Bitterblue is the young queen of Monsea, one of seven kingdoms in the world as she knows it. It is a world in which most of the kings exploit Gracelings - people "graced" with superhuman powers - to stay in power, and tax their people to the point of starvation to enrich themselves. Bitterblue's father, the late King Leck, was one of the worst such kings - a sadistic psychopath who, even ten years after his assassination, left a crippling mark on the national psyche.

Bitterblue wants to move the kingdom forward, but is frustrated at every turn by haunting remnants of her father's time. People seeking the truth about what happened during Leck's reign are being murdered, or framed for crimes and falsely imprisoned. Strange crimes are being committed in Bitterblue City, right up to and even within the walls of the castle. People she needs to be able to trust keep betraying her. And her most trustworthy friends, a council devoted to overthrowing the worst of the kings, are too busy putting her kingdom at risk by using as a base for destabilizing the neighboring kingdom of Estill to be there when she needs them most. On top of everything else, the young queen has become attracted to a very dangerous type - a rebellious thief of things already stolen, whose greatest heist puts his neck into a noose from which she will be hard put to save him.

This third book in the Seven Kingdoms trilogy turns out to be equally the sequel of both the Mythopoeic Fantasy Award winner Graceling and its companion novel Fire. It explores the heartbreaking emotions of a young woman experiencing the loneliness of power, the difficulty of doing the right thing during complicated times, and the lingering pain of a society that has long been ruled by a monster. It touches on the long-term effects of surviving abuse, the burden of keeping terrible secrets, the fascination of cracking cyphers, and the awful feeling of being unequal to a great task. Bitterblue and her friends wrestle with illicit romantic feelings, special abilities that have to be kept hidden, and the qualms of discovering a whole world that has been hidden from them until now.
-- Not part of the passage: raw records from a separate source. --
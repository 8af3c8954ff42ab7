//! Stock levels and unit price: the value objects shared by parts and products.

use rust_decimal::Decimal;
use serde::{Deserialize, Serialize};

use crate::error::InputError;
use crate::value_object::ValueObject;

/// On-hand quantity with its allowed range.
///
/// Records accept any combination once constructed. The accepted-input rules
/// (`0 < min < max`, `min <= stock <= max`) are checked by [`StockLevels::validate`]
/// before a form is saved, never on direct mutation.
#[derive(Debug, Copy, Clone, PartialEq, Eq, Hash, Serialize, Deserialize)]
pub struct StockLevels {
    pub stock: i32,
    pub min: i32,
    pub max: i32,
}

impl ValueObject for StockLevels {}

impl StockLevels {
    pub fn new(stock: i32, min: i32, max: i32) -> Self {
        Self { stock, min, max }
    }

    /// Check the accepted-input rules.
    ///
    /// The range is checked before the stock, so a form with both problems
    /// reports `InvalidMin`.
    pub fn validate(&self) -> Result<(), InputError> {
        if self.min <= 0 || self.min >= self.max {
            return Err(InputError::InvalidMin);
        }
        if self.stock < self.min || self.stock > self.max {
            return Err(InputError::InvalidStock);
        }
        Ok(())
    }

    pub fn is_valid(&self) -> bool {
        self.validate().is_ok()
    }
}

/// Non-negative unit price.
#[derive(Debug, Copy, Clone, PartialEq, Eq, Hash, PartialOrd, Ord, Default, Serialize, Deserialize)]
#[serde(transparent)]
pub struct Price(Decimal);

impl ValueObject for Price {}

impl Price {
    pub const ZERO: Self = Self(Decimal::ZERO);

    pub fn new(amount: Decimal) -> Result<Self, InputError> {
        if amount < Decimal::ZERO {
            return Err(InputError::NegativePrice);
        }
        Ok(Self(amount))
    }

    pub fn amount(&self) -> Decimal {
        self.0
    }
}

impl core::fmt::Display for Price {
    fn fmt(&self, f: &mut core::fmt::Formatter<'_>) -> core::fmt::Result {
        core::fmt::Display::fmt(&self.0, f)
    }
}

#[cfg(test)]
mod tests {
    use super::*;
    use core::str::FromStr;

    #[test]
    fn accepts_stock_on_either_bound() {
        assert!(StockLevels::new(1, 1, 25).is_valid());
        assert!(StockLevels::new(25, 1, 25).is_valid());
    }

    #[test]
    fn rejects_non_positive_min() {
        assert_eq!(StockLevels::new(0, 0, 10).validate(), Err(InputError::InvalidMin));
        assert_eq!(StockLevels::new(0, -3, 10).validate(), Err(InputError::InvalidMin));
    }

    #[test]
    fn rejects_min_equal_to_max() {
        assert_eq!(StockLevels::new(5, 5, 5).validate(), Err(InputError::InvalidMin));
    }

    #[test]
    fn range_error_wins_over_stock_error() {
        // Both the range and the stock are wrong here.
        assert_eq!(StockLevels::new(100, 10, 2).validate(), Err(InputError::InvalidMin));
    }

    #[test]
    fn rejects_stock_outside_range() {
        assert_eq!(StockLevels::new(0, 1, 10).validate(), Err(InputError::InvalidStock));
        assert_eq!(StockLevels::new(11, 1, 10).validate(), Err(InputError::InvalidStock));
    }

    #[test]
    fn price_rejects_negative_amounts() {
        let amount = Decimal::from_str("-0.01").unwrap();
        assert_eq!(Price::new(amount), Err(InputError::NegativePrice));
    }

    #[test]
    fn price_accepts_zero_and_keeps_scale() {
        assert_eq!(Price::new(Decimal::ZERO).unwrap(), Price::ZERO);
        let price = Price::new(Decimal::from_str("5.99").unwrap()).unwrap();
        assert_eq!(price.to_string(), "5.99");
    }

    mod proptest_tests {
        use super::*;
        use proptest::prelude::*;

        proptest! {
            /// Property: validate() agrees with the written rules for every input.
            #[test]
            fn validate_matches_rules(stock in -50i32..200, min in -50i32..200, max in -50i32..200) {
                let levels = StockLevels::new(stock, min, max);
                let expected = 0 < min && min < max && min <= stock && stock <= max;
                prop_assert_eq!(levels.is_valid(), expected);
            }
        }
    }
}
It is a grueling emotional journey, equal to the serious, exciting, passionate book Kristin Cashore has written around it. It is an unusual fantasy in that its action never leaves the city of Bitterblue and rarely even leaves the confines of the castle. It nevertheless inhabits a rich landscape of history, art, architecture, politics, and personalities. It has fascinating touches of cryptography and linguistics, strange kinds of magic, and potent atmospheres of mystery and dread. It is also worthy, please note, of an Adult Content Advisory, partly due to the disturbing glimpses of Leck's vile proclivities, partly because of graphic violence - including attempted rape and murder, assault, and suicide. There is also a moral outlook on issues like, for example, same-sex marriage that may prompt Christian parents and families to opt out. To-date, this trilogy is all Kristin Cashore has written. It will be interesting to see what else her imagination holds in store.